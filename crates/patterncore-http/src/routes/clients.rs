use axum::extract::{Path, State};
use axum::Json;
use patterncore_sse::SseEvent;
use patterncore_store::UpsertOutcome;
use serde_json::{json, Value};

use crate::error::ApiError;
use crate::state::AppState;

pub async fn upsert_client_metadata(
    State(state): State<AppState>,
    Path(client_id): Path<String>,
    Json(metadata): Json<Value>,
) -> Json<Value> {
    let outcome = state.clients.upsert(&client_id, metadata);
    let event = match outcome {
        UpsertOutcome::Connected => SseEvent::ClientConnected { client_id: client_id.clone() },
        UpsertOutcome::Updated => SseEvent::ClientMetadataUpdated { client_id: client_id.clone() },
    };
    state.broker.publish(event);
    Json(json!({"status": "ok"}))
}

pub async fn list_clients(State(state): State<AppState>) -> Json<Value> {
    let clients = state.clients.get_all();
    let out: serde_json::Map<String, Value> = clients
        .into_iter()
        .map(|(id, record)| (id, record.metadata))
        .collect();
    Json(Value::Object(out))
}

pub async fn get_client(
    State(state): State<AppState>,
    Path(client_id): Path<String>,
) -> Result<Json<Value>, ApiError> {
    let record = state.clients.get(&client_id)?;
    Ok(Json(record.metadata))
}

pub async fn delete_client(
    State(state): State<AppState>,
    Path(client_id): Path<String>,
) -> Result<Json<Value>, ApiError> {
    state.clients.delete(&client_id)?;
    state.broker.publish(SseEvent::ClientDisconnected { client_id });
    Ok(Json(json!({"status": "ok"})))
}
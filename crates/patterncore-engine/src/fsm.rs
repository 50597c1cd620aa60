//! Transport state machine for the loop engine.
//!
//! Mirrors the explicit `transition(event) -> TransitionResult` shape used
//! elsewhere for transport state: state changes happen in one place, never
//! as implicit mutation sprinkled through call sites.

#[derive(Debug, Clone, Copy, PartialEq, Eq, Default)]
pub enum EngineState {
    #[default]
    Stopped,
    Playing,
    Paused,
}

#[derive(Debug, Clone, Copy, PartialEq, Eq)]
pub enum TransportEvent {
    Start,
    Stop,
    Pause,
}

#[derive(Debug, Clone, Copy, PartialEq, Eq)]
pub enum TransitionResult {
    /// No-op: engine was already in a state where the event has no effect
    /// (e.g. `Start` while already `Playing`).
    None,
    /// Transitioned `Stopped -> Playing`: position resets to 0 and a fresh
    /// anchor is taken.
    StartedFresh,
    /// Transitioned `Paused -> Playing`: re-anchored without resetting the
    /// step cursor.
    Resumed,
    /// Transitioned to `Stopped`: cursor resets to 0, pending note-offs are
    /// flushed, MIDI Stop is emitted.
    Stopped,
    /// Transitioned `Playing -> Paused`: cursor freezes in place.
    Paused,
}

#[derive(Debug, Default)]
pub struct TransportFsm {
    state: EngineState,
}

impl TransportFsm {
    pub fn new() -> Self {
        Self::default()
    }

    pub fn state(&self) -> EngineState {
        self.state
    }

    pub fn transition(&mut self, event: TransportEvent) -> TransitionResult {
        use EngineState::*;
        use TransportEvent::*;

        match (self.state, event) {
            (Stopped, Start) => {
                self.state = Playing;
                TransitionResult::StartedFresh
            }
            (Paused, Start) => {
                self.state = Playing;
                TransitionResult::Resumed
            }
            (Playing, Start) => TransitionResult::None,

            (Stopped, Stop) => TransitionResult::None,
            (Playing, Stop) | (Paused, Stop) => {
                self.state = Stopped;
                TransitionResult::Stopped
            }

            (Playing, Pause) => {
                self.state = Paused;
                TransitionResult::Paused
            }
            (Stopped, Pause) | (Paused, Pause) => TransitionResult::None,
        }
    }
}

#[cfg(test)]
mod tests {
    use super::*;

    #[test]
    fn start_from_stopped_resets_position() {
        let mut fsm = TransportFsm::new();
        assert_eq!(fsm.transition(TransportEvent::Start), TransitionResult::StartedFresh);
        assert_eq!(fsm.state(), EngineState::Playing);
    }

    #[test]
    fn start_is_idempotent_while_playing() {
        let mut fsm = TransportFsm::new();
        fsm.transition(TransportEvent::Start);
        assert_eq!(fsm.transition(TransportEvent::Start), TransitionResult::None);
    }

    #[test]
    fn resume_from_paused_does_not_reset_position() {
        let mut fsm = TransportFsm::new();
        fsm.transition(TransportEvent::Start);
        fsm.transition(TransportEvent::Pause);
        assert_eq!(fsm.transition(TransportEvent::Start), TransitionResult::Resumed);
    }

    #[test]
    fn stop_from_any_state_resets_to_stopped() {
        let mut fsm = TransportFsm::new();
        fsm.transition(TransportEvent::Start);
        assert_eq!(fsm.transition(TransportEvent::Stop), TransitionResult::Stopped);
        assert_eq!(fsm.state(), EngineState::Stopped);
    }
}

TASK STATEMENT: Lines containing the word "StartedFresh" are to be located in the entries and copied.

PROBLEM SOLUTION:
    StartedFresh,
                TransitionResult::StartedFresh
        assert_eq!(fsm.transition(TransportEvent::Start), TransitionResult::StartedFresh);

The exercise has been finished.